The brain has two sides. The right side deals in images and the left side deals with facts like numbers, words, etc. So when you're looking at the images on Tarot cards, you're essentially reading in images not words, and to consciously translate that over to the other side of the brain where it becomes words is something you have to learn to do. For some reason, as long as that process stays in your brain and is translated in the left side, it happens more quickly than when you then have to accomplish a third step which is to put it into the spoken word. It's step 1--you "read" the images with the right side of your brain and then step 2--you transfer the images to the left side and give them words and then step 3--you take those words from the left side of your brain and speak them aloud in coherent sentences. It isn't something we're used to doing so it takes conscious effort till we get the hang of it.
 

ann823

Do you read a lot of book about tarot? Sometimes people scoff at books as opposed to intuition, but reading a wide variety of books and authors adds substantially to a person's well of words from which to draw. :)

Yes, I find looking in books helps, AFTER I have a firm idea as to the meaning of the reading. Then I know when I've found it in a book. I'm not sure reading just from the pictures is actually "intuition", I think it's just reading a visual symbol instead of a verbal symbol.

Grizabella that's interesting, I still have some trouble translating the picture in my right brain to words in my left. Once I have the words I can usually get them out. I had a terrible time with this when I went from my undergraduate major which was studio art to education and it took me quite a while and endless frustration to be able to do it and it always seems to fall short of what I really mean to say.
 

Stormdancer

I've seen this question asked many, many times, so it's not unusual. It happened to me, too.

The brain has two sides. The right side deals in images and the left side deals with facts like numbers, words, etc. So when you're looking at the images on Tarot cards, you're essentially reading in images not words, and to consciously translate that over to the other side of the brain where it becomes words is something you have to learn to do. For some reason, as long as that process stays in your brain and is translated in the left side, it happens more quickly than when you then have to accomplish a third step which is to put it into the spoken word. It's step 1--you "read" the images with the right side of your brain and then step 2--you transfer the images to the left side and give them words and then step 3--you take those words from the left side of your brain and speak them aloud in coherent sentences. It isn't something we're used to doing so it takes conscious effort till we get the hang of it.
I LOVE this explanation!!! It makes SO much sense to me, and I find it comforting to understand why.
 

Barleywine

It's step 1--you "read" the images with the right side of your brain and then step 2--you transfer the images to the left side and give them words and then step 3--you take those words from the left side of your brain and speak them aloud in coherent sentences.
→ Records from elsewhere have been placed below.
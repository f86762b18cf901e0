//! Integration tests for Statewell

use async_trait::async_trait;
use serde_json::{json, Value};
use statewell::middleware::{Logger, PersistAfter, Throttle, Validator};
use statewell::persist::{FileStorage, MemoryStorage};
use statewell::{
    ActionContext, ComputedProperty, Inspector, InspectorOptions, Middleware, Next, Persister,
    Pipeline, StateError, Store, TimeTravel, TimeTravelOptions,
};
use std::sync::{
    atomic::{AtomicUsize, Ordering},
    Arc, Mutex,
};
use std::time::Duration;

fn init_tracing() {
    let _ = tracing_subscriber::fmt()
        .with_env_filter(tracing_subscriber::EnvFilter::from_default_env())
        .with_test_writer()
        .try_init();
}

#[test]
fn store_integration() {
    let store = Store::new(json!({ "count": 0 }));
    let seen = Arc::new(Mutex::new(Vec::new()));
    let seen_clone = seen.clone();

    let _sub = store.subscribe(move |next, prev| {
        seen_clone
            .lock()
            .unwrap()
            .push(((**next).clone(), (**prev).clone()));
    });

    store.set_state(json!({ "count": 1 }));

    assert_eq!(
        *seen.lock().unwrap(),
        vec![(json!({ "count": 1 }), json!({ "count": 0 }))]
    );
}

#[test]
fn store_subscription() {
    let store = Store::new(json!({ "n": 0 }));
    let counter = Arc::new(AtomicUsize::new(0));
    let counter_clone = counter.clone();

    let sub = store.subscribe(move |_, _| {
        counter_clone.fetch_add(1, Ordering::SeqCst);
    });

    assert_eq!(counter.load(Ordering::SeqCst), 0);

    store.set_state(json!({ "n": 1 }));
    assert_eq!(counter.load(Ordering::SeqCst), 1);

    sub.unsubscribe();
    store.set_state(json!({ "n": 2 }));
    assert_eq!(counter.load(Ordering::SeqCst), 1);
}

#[test]
fn unsubscribe_inside_listener_keeps_current_pass() {
    let store = Store::new(json!({ "n": 0 }));
    let second_calls = Arc::new(AtomicUsize::new(0));
    let second_handle: Arc<Mutex<Option<statewell::Unsubscribe>>> = Arc::new(Mutex::new(None));

    let handle = second_handle.clone();
    let _first = store.subscribe(move |_, _| {
        if let Some(sub) = handle.lock().unwrap().take() {
            sub.unsubscribe();
        }
    });
    let calls = second_calls.clone();
    let second = store.subscribe(move |_, _| {
        calls.fetch_add(1, Ordering::SeqCst);
    });
    *second_handle.lock().unwrap() = Some(second);

    store.set_state(json!({ "n": 1 }));
    assert_eq!(second_calls.load(Ordering::SeqCst), 1);

    store.set_state(json!({ "n": 2 }));
    assert_eq!(second_calls.load(Ordering::SeqCst), 1);
}

#[test]
fn computed_chain() {
    let store = Store::new(json!({ "input": 1 }));

    let doubled = ComputedProperty::new({
        let store = store.clone();
        move |tracker| {
            let input = store.get_tracked("input", tracker).and_then(|v| v.as_i64());
            Ok(input.unwrap_or(0) * 2)
        }
    });
    let quadrupled = ComputedProperty::new({
        let doubled = doubled.clone();
        move |tracker| Ok(*doubled.get_tracked(tracker)? * 2)
    });
    let _d = doubled.bind(&store);
    let _q = quadrupled.bind(&store);

    assert_eq!(*quadrupled.get().unwrap(), 4);
    assert!(quadrupled.is_cached());

    store.set_state(json!({ "input": 5 }));
    assert!(!doubled.is_cached());
    assert!(!quadrupled.is_cached());
    assert_eq!(*quadrupled.get().unwrap(), 20);
}

#[test]
fn computed_memoizes_between_reads() {
    let store = Store::new(json!({ "price": 10, "qty": 3 }));
    let runs = Arc::new(AtomicUsize::new(0));

    let total = ComputedProperty::new({
        let store = store.clone();
        let runs = runs.clone();
        move |tracker| {
            runs.fetch_add(1, Ordering::SeqCst);
            let price = store.get_tracked("price", tracker).and_then(|v| v.as_i64());
            let qty = store.get_tracked("qty", tracker).and_then(|v| v.as_i64());
            Ok(price.unwrap_or(0) * qty.unwrap_or(0))
        }
    });
    let _binding = total.bind(&store);

    let first = total.get().unwrap();
    let second = total.get().unwrap();
    assert!(Arc::ptr_eq(&first, &second));
    assert!(total.is_cached());
    assert_eq!(runs.load(Ordering::SeqCst), 1);

    store.set_state(json!({ "unrelated": true }));
    assert_eq!(*total.get().unwrap(), 30);
    assert_eq!(runs.load(Ordering::SeqCst), 1);

    store.set_state(json!({ "qty": 4 }));
    assert_eq!(*total.get().unwrap(), 40);
    assert_eq!(runs.load(Ordering::SeqCst), 2);
}

struct Gate {
    open: bool,
    hits: Arc<AtomicUsize>,
}

#[async_trait]
impl Middleware<ActionContext> for Gate {
    async fn handle(
        &self,
        ctx: &mut ActionContext,
        next: Next<'_, ActionContext>,
    ) -> statewell::Result<()> {
        self.hits.fetch_add(1, Ordering::SeqCst);
        if self.open {
            next.run(ctx).await
        } else {
            Ok(())
        }
    }
}

#[tokio::test]
async fn middleware_short_circuit() {
    init_tracing();
    let store = Store::new(json!({ "count": 0 }));
    let a_hits = Arc::new(AtomicUsize::new(0));
    let b_hits = Arc::new(AtomicUsize::new(0));

    let pipeline: Pipeline<ActionContext> = Pipeline::new();
    pipeline.add(Arc::new(Gate {
        open: false,
        hits: a_hits.clone(),
    }));
    pipeline.add(Arc::new(Gate {
        open: true,
        hits: b_hits.clone(),
    }));

    pipeline
        .dispatch(&store, "blocked", json!({ "count": 1 }))
        .await
        .unwrap();

    assert_eq!(a_hits.load(Ordering::SeqCst), 1);
    assert_eq!(b_hits.load(Ordering::SeqCst), 0);
    assert_eq!(store.get("count"), Some(json!(0)));
}

#[tokio::test]
async fn full_stack_dispatch() {
    init_tracing();
    let storage = Arc::new(MemoryStorage::new());
    let persister = Arc::new(Persister::<Value>::new(storage.clone()).with_prefix("app:"));
    let store = Store::new(json!({ "count": 0 }));
    let history = TimeTravel::attach(&store, TimeTravelOptions::default());
    let inspector = Inspector::attach(&store, InspectorOptions::default());

    let pipeline: Pipeline<ActionContext> = Pipeline::new();
    pipeline.add(Arc::new(Logger));
    pipeline.add(Arc::new(Throttle::new(Duration::ZERO)));
    pipeline.add(Arc::new(PersistAfter::new(persister.clone(), "counter")));
    pipeline.add(Arc::new(Validator::new(|state: &Value| {
        if state["count"].as_i64().unwrap_or(0) > 10 {
            Err("count too large".to_string())
        } else {
            Ok(())
        }
    })));

    pipeline.dispatch(&store, "inc", json!({ "count": 1 })).await.unwrap();
    pipeline.dispatch(&store, "inc", json!({ "count": 2 })).await.unwrap();

    let err = pipeline
        .dispatch(&store, "boom", json!({ "count": 99 }))
        .await
        .unwrap_err();
    assert!(matches!(err, StateError::Validation(_)));

    // The validator runs inside the persister, so the rejected state was
    // never written.
    assert_eq!(
        persister.hydrate("counter").await.unwrap(),
        Some(json!({ "count": 2 }))
    );

    assert_eq!(inspector.len(), 3);
    assert!(history.undo());
    assert_eq!(store.get("count"), Some(json!(2)));
    assert_eq!(inspector.len(), 4);
}

#[tokio::test]
async fn hydrate_missing_key_is_none() {
    let persister: Persister<Value> = Persister::new(Arc::new(MemoryStorage::new()));
    assert_eq!(persister.hydrate("never-written").await.unwrap(), None);
}

#[tokio::test]
async fn persist_round_trip() {
    let persister: Persister<Value> = Persister::new(Arc::new(MemoryStorage::new()));
    let state = json!({
        "user": { "id": 1, "name": "John", "settings": { "theme": "dark" } },
        "items": [1, 2, 3],
        "active": true,
        "meta": null
    });

    persister.persist("complex", &state).await.unwrap();
    assert_eq!(persister.hydrate("complex").await.unwrap(), Some(state));
}

#[tokio::test]
async fn migration_adds_field_once() {
    let storage = Arc::new(MemoryStorage::new());
    let v1: Persister<Value> = Persister::new(storage.clone()).with_version(1);
    v1.persist("app", &json!({ "count": 3 })).await.unwrap();

    let calls = Arc::new(AtomicUsize::new(0));
    let calls_clone = calls.clone();
    let v2: Persister<Value> = Persister::new(storage.clone())
        .with_version(2)
        .with_migration(move |mut data, _from| {
            calls_clone.fetch_add(1, Ordering::SeqCst);
            data["x"] = json!("added");
            Ok(data)
        });

    let first = v2.hydrate("app").await.unwrap().unwrap();
    assert_eq!(first["x"], "added");

    let second = v2.hydrate("app").await.unwrap().unwrap();
    assert_eq!(first, second);
    assert_eq!(calls.load(Ordering::SeqCst), 1);
}

#[tokio::test]
async fn file_storage_persister() {
    let dir = tempfile::tempdir().unwrap();
    let persister: Persister<Value> = Persister::new(Arc::new(FileStorage::new(dir.path())));

    persister.persist("session", &json!({ "token": "abc" })).await.unwrap();
    assert_eq!(
        persister.hydrate("session").await.unwrap(),
        Some(json!({ "token": "abc" }))
    );

    persister.clear().await;
    assert_eq!(persister.hydrate("session").await.unwrap(), None);
}

#[test]
fn bounded_history() {
    let limit = 5;
    let store = Store::new(json!({ "n": 0 }));
    let history = TimeTravel::attach(&store, TimeTravelOptions { limit });

    for n in 1..=(limit as i64 + 5) {
        store.set_state(json!({ "n": n }));
        assert!(history.past().len() <= limit);
    }
    assert_eq!(history.past().len(), limit);
}

#[test]
fn time_travel_round_trip() {
    let store = Store::new(json!({ "text": "" }));
    let history = TimeTravel::attach(&store, TimeTravelOptions::default());

    for text in ["h", "he", "hey"] {
        store.set_state(json!({ "text": text }));
    }

    assert!(history.jump(0));
    assert_eq!(store.get("text"), Some(json!("")));
    assert!(!history.can_undo());
    assert!(history.can_redo());

    while history.redo() {}
    assert_eq!(store.get("text"), Some(json!("hey")));
    assert_eq!(history.past().len(), 3);
}
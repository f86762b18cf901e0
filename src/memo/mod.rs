//! Memoized derived values with automatic dependency tracking.

mod computed;

pub use computed::{create_computed, ComputedProperty};
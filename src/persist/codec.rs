use crate::error::Result;
use serde::{Deserialize, Serialize};
use serde_json::Value;

/// Envelope written to storage: `{ data, version, timestamp }`.
#[derive(Clone, Debug, PartialEq, Serialize, Deserialize)]
pub struct PersistedState {
    /// Serialized state.
    pub data: Value,
    /// Schema version the data was written at.
    pub version: u32,
    /// Write time in milliseconds since the Unix epoch.
    pub timestamp: i64,
}

impl PersistedState {
    /// Wrap `data` at `version`, stamped with the current time.
    pub fn now(data: Value, version: u32) -> Self {
        Self {
            data,
            version,
            timestamp: chrono::Utc::now().timestamp_millis(),
        }
    }
}

/// Text encoding for persisted envelopes.
pub trait Codec: Send + Sync {
    /// Encode an envelope.
    fn encode(&self, entry: &PersistedState) -> Result<String>;

    /// Decode an envelope. Any failure marks the stored entry corrupt.
    fn decode(&self, raw: &str) -> Result<PersistedState>;
}

/// JSON text encoding (the default).
#[derive(Clone, Copy, Debug, Default)]
pub struct JsonCodec;

impl Codec for JsonCodec {
    fn encode(&self, entry: &PersistedState) -> Result<String> {
        Ok(serde_json::to_string(entry)?)
    }

    fn decode(&self, raw: &str) -> Result<PersistedState> {
        Ok(serde_json::from_str(raw)?)
    }
}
It isn't something we're used to doing so it takes conscious effort till we get the hang of it.

Hmmm. It doesn't seem much different from what we're taught to do from the earliest days of our formal education. We're given a book with pictures of a scampering black-and-white spaniel and some arcane black marks at the bottom of the page that we gradually resolve into words, and we're asked to read it aloud to the class. It becomes "See Spot run. Run, Spot, run." I realize that for many people words eventually become paramount and pictures are just "attachments," but in the beginning it seems to be the other way around. Perhaps we just forget how to do it fluently.